◆ **Work to be completed**
Please reproduce the data below exactly, from the first line to the last.

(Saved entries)
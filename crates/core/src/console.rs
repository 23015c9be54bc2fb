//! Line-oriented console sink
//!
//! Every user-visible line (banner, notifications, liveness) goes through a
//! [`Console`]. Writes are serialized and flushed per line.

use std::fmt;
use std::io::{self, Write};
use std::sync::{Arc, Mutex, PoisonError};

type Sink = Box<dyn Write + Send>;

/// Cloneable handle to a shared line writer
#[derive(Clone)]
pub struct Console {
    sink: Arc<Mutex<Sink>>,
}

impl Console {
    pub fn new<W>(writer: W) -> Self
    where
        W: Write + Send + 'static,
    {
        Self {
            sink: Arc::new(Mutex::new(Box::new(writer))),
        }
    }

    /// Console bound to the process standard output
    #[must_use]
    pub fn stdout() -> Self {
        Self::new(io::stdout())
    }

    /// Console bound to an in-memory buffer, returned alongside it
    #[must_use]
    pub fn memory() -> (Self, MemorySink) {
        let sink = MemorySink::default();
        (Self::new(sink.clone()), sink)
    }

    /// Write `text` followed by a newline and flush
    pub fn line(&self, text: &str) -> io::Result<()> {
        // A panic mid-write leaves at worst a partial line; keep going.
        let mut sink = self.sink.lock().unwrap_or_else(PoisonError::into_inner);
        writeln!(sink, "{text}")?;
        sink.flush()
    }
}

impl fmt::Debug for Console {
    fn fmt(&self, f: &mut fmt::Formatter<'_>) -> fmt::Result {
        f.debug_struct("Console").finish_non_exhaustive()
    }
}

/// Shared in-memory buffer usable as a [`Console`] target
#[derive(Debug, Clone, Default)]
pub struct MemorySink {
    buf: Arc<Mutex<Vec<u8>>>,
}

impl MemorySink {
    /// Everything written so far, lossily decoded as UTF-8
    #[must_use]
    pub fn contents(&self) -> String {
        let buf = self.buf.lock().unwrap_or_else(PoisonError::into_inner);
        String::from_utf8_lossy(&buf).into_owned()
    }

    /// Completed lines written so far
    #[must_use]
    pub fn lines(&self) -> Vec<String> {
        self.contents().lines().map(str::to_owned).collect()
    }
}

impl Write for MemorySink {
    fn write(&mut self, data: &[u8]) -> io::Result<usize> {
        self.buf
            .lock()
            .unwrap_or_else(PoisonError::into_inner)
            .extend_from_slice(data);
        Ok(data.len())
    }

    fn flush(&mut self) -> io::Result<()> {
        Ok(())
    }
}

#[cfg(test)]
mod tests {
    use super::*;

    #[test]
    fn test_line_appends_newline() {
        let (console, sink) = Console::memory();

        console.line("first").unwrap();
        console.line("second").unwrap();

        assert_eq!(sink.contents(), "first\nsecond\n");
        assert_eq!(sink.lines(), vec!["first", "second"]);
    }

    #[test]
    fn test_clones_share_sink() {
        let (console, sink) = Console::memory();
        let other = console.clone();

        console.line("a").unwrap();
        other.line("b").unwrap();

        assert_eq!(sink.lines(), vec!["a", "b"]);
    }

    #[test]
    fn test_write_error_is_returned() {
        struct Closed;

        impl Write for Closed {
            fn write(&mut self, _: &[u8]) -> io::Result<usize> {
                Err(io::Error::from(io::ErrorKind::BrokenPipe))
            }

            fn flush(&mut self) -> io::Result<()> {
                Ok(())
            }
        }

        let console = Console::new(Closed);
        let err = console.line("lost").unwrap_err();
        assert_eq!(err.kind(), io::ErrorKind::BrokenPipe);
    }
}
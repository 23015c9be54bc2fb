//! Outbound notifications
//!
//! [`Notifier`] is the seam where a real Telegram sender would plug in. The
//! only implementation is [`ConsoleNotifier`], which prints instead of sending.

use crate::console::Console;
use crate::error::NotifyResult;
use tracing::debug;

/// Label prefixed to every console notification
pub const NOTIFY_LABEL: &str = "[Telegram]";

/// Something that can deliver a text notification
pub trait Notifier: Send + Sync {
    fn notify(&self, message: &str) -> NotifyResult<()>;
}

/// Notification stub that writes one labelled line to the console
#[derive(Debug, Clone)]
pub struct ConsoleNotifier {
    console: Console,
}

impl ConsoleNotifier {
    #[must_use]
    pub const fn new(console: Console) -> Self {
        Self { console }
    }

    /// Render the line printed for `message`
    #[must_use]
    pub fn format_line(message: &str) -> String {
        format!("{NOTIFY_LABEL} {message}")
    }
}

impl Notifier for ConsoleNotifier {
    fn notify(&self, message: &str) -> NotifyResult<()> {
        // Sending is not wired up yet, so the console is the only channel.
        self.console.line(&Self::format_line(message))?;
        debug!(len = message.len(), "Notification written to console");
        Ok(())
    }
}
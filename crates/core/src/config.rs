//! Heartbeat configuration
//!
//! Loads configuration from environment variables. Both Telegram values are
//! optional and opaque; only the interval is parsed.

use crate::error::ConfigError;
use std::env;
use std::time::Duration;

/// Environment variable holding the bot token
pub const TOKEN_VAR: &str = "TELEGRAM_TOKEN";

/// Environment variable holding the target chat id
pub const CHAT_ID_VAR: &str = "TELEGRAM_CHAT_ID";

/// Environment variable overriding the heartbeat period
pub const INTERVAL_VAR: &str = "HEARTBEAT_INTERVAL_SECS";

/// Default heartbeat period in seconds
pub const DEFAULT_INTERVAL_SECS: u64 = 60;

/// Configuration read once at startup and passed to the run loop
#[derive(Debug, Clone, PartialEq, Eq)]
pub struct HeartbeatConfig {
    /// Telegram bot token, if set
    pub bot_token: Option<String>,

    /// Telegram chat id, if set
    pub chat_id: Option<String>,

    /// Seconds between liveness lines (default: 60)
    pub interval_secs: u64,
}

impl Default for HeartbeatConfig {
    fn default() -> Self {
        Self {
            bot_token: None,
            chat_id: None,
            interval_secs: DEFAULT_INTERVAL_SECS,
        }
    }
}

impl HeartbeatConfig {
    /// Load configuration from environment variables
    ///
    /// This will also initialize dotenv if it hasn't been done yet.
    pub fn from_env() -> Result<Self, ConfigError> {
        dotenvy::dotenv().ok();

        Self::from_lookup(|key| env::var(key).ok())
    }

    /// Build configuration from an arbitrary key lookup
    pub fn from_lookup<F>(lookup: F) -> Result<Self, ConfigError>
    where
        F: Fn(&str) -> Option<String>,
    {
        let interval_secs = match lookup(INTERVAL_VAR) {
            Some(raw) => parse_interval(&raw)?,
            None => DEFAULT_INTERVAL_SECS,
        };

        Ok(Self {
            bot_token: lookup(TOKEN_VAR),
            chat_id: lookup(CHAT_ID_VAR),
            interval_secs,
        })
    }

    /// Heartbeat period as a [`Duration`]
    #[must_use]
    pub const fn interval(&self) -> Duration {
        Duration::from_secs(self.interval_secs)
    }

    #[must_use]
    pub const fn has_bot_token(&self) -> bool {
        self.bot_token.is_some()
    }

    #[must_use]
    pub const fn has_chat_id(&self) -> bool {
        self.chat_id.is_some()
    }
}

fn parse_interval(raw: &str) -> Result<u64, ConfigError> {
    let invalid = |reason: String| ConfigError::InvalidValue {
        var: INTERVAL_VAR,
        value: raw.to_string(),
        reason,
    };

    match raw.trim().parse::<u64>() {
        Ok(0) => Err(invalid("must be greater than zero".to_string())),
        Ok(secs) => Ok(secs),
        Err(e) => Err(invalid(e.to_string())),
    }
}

◆ **Solution**
filename crates/core/src/console.rs
repository 23015c9be54bc2fb
//! Line-oriented console sink
//!
//! Every user-visible line (banner, notifications, liveness) goes through a
//! [`Console`]. Writes are serialized and flushed per line.

use std::fmt;
use std::io::{self, Write};
use std::sync::{Arc, Mutex, PoisonError};

type Sink = Box<dyn Write + Send>;

/// Cloneable handle to a shared line writer
#[derive(Clone)]
pub struct Console {
    sink: Arc<Mutex<Sink>>,
}

impl Console {
    pub fn new<W>(writer: W) -> Self
    where
        W: Write + Send + 'static,
    {
        Self {
            sink: Arc::new(Mutex::new(Box::new(writer))),
        }
    }

    /// Console bound to the process standard output
    #[must_use]
    pub fn stdout() -> Self {
        Self::new(io::stdout())
    }

    /// Console bound to an in-memory buffer, returned alongside it
    #[must_use]
    pub fn memory() -> (Self, MemorySink) {
        let sink = MemorySink::default();
        (Self::new(sink.clone()), sink)
    }

    /// Write `text` followed by a newline and flush
    pub fn line(&self, text: &str) -> io::Result<()> {
        // A panic mid-write leaves at worst a partial line; keep going.
        let mut sink = self.sink.lock().unwrap_or_else(PoisonError::into_inner);
        writeln!(sink, "{text}")?;
        sink.flush()
    }
}

impl fmt::Debug for Console {
    fn fmt(&self, f: &mut fmt::Formatter<'_>) -> fmt::Result {
        f.debug_struct("Console").finish_non_exhaustive()
    }
}

/// Shared in-memory buffer usable as a [`Console`] target
#[derive(Debug, Clone, Default)]
pub struct MemorySink {
    buf: Arc<Mutex<Vec<u8>>>,
}

impl MemorySink {
    /// Everything written so far, lossily decoded as UTF-8
    #[must_use]
    pub fn contents(&self) -> String {
        let buf = self.buf.lock().unwrap_or_else(PoisonError::into_inner);
        String::from_utf8_lossy(&buf).into_owned()
    }

    /// Completed lines written so far
    #[must_use]
    pub fn lines(&self) -> Vec<String> {
        self.contents().lines().map(str::to_owned).collect()
    }
}

impl Write for MemorySink {
    fn write(&mut self, data: &[u8]) -> io::Result<usize> {
        self.buf
            .lock()
            .unwrap_or_else(PoisonError::into_inner)
            .extend_from_slice(data);
        Ok(data.len())
    }

    fn flush(&mut self) -> io::Result<()> {
        Ok(())
    }
}

#[cfg(test)]
mod tests {
    use super::*;

    #[test]
    fn test_line_appends_newline() {
        let (console, sink) = Console::memory();

        console.line("first").unwrap();
        console.line("second").unwrap();

        assert_eq!(sink.contents(), "first\nsecond\n");
        assert_eq!(sink.lines(), vec!["first", "second"]);
    }

    #[test]
    fn test_clones_share_sink() {
        let (console, sink) = Console::memory();
        let other = console.clone();

        console.line("a").unwrap();
        other.line("b").unwrap();

        assert_eq!(sink.lines(), vec!["a", "b"]);
    }

    #[test]
    fn test_write_error_is_returned() {
        struct Closed;

        impl Write for Closed {
            fn write(&mut self, _: &[u8]) -> io::Result<usize> {
                Err(io::Error::from(io::ErrorKind::BrokenPipe))
            }

            fn flush(&mut self) -> io::Result<()> {
                Ok(())
            }
        }

        let console = Console::new(Closed);
        let err = console.line("lost").unwrap_err();
        assert_eq!(err.kind(), io::ErrorKind::BrokenPipe);
    }
}
repository 23015c9be54bc2fb
//! Outbound notifications
//!
//! [`Notifier`] is the seam where a real Telegram sender would plug in. The
//! only implementation is [`ConsoleNotifier`], which prints instead of sending.

use crate::console::Console;
use crate::error::NotifyResult;
use tracing::debug;

/// Label prefixed to every console notification
pub const NOTIFY_LABEL: &str = "[Telegram]";

/// Something that can deliver a text notification
pub trait Notifier: Send + Sync {
    fn notify(&self, message: &str) -> NotifyResult<()>;
}

/// Notification stub that writes one labelled line to the console
#[derive(Debug, Clone)]
pub struct ConsoleNotifier {
    console: Console,
}

impl ConsoleNotifier {
    #[must_use]
    pub const fn new(console: Console) -> Self {
        Self { console }
    }

    /// Render the line printed for `message`
    #[must_use]
    pub fn format_line(message: &str) -> String {
        format!("{NOTIFY_LABEL} {message}")
    }
}

impl Notifier for ConsoleNotifier {
    fn notify(&self, message: &str) -> NotifyResult<()> {
        // Sending is not wired up yet, so the console is the only channel.
        self.console.line(&Self::format_line(message))?;
        debug!(len = message.len(), "Notification written to console");
        Ok(())
    }
}
filename crates/core/src/config.rs
//! Heartbeat configuration
//!
//! Loads configuration from environment variables. Both Telegram values are
//! optional and opaque; only the interval is parsed.

use crate::error::ConfigError;
use std::env;
use std::time::Duration;

/// Environment variable holding the bot token
pub const TOKEN_VAR: &str = "TELEGRAM_TOKEN";

/// Environment variable holding the target chat id
pub const CHAT_ID_VAR: &str = "TELEGRAM_CHAT_ID";

/// Environment variable overriding the heartbeat period
pub const INTERVAL_VAR: &str = "HEARTBEAT_INTERVAL_SECS";

/// Default heartbeat period in seconds
pub const DEFAULT_INTERVAL_SECS: u64 = 60;

/// Configuration read once at startup and passed to the run loop
#[derive(Debug, Clone, PartialEq, Eq)]
pub struct HeartbeatConfig {
    /// Telegram bot token, if set
    pub bot_token: Option<String>,

    /// Telegram chat id, if set
    pub chat_id: Option<String>,

    /// Seconds between liveness lines (default: 60)
    pub interval_secs: u64,
}

impl Default for HeartbeatConfig {
    fn default() -> Self {
        Self {
            bot_token: None,
            chat_id: None,
            interval_secs: DEFAULT_INTERVAL_SECS,
        }
    }
}

impl HeartbeatConfig {
    /// Load configuration from environment variables
    ///
    /// This will also initialize dotenv if it hasn't been done yet.
    pub fn from_env() -> Result<Self, ConfigError> {
        dotenvy::dotenv().ok();

        Self::from_lookup(|key| env::var(key).ok())
    }

    /// Build configuration from an arbitrary key lookup
    pub fn from_lookup<F>(lookup: F) -> Result<Self, ConfigError>
    where
        F: Fn(&str) -> Option<String>,
    {
        let interval_secs = match lookup(INTERVAL_VAR) {
            Some(raw) => parse_interval(&raw)?,
            None => DEFAULT_INTERVAL_SECS,
        };

        Ok(Self {
            bot_token: lookup(TOKEN_VAR),
            chat_id: lookup(CHAT_ID_VAR),
            interval_secs,
        })
    }

    /// Heartbeat period as a [`Duration`]
    #[must_use]
    pub const fn interval(&self) -> Duration {
        Duration::from_secs(self.interval_secs)
    }

    #[must_use]
    pub const fn has_bot_token(&self) -> bool {
        self.bot_token.is_some()
    }

    #[must_use]
    pub const fn has_chat_id(&self) -> bool {
        self.chat_id.is_some()
    }
}

fn parse_interval(raw: &str) -> Result<u64, ConfigError> {
    let invalid = |reason: String| ConfigError::InvalidValue {
        var: INTERVAL_VAR,
        value: raw.to_string(),
        reason,
    };

    match raw.trim().parse::<u64>() {
        Ok(0) => Err(invalid("must be greater than zero".to_string())),
        Ok(secs) => Ok(secs),
        Err(e) => Err(invalid(e.to_string())),
    }
}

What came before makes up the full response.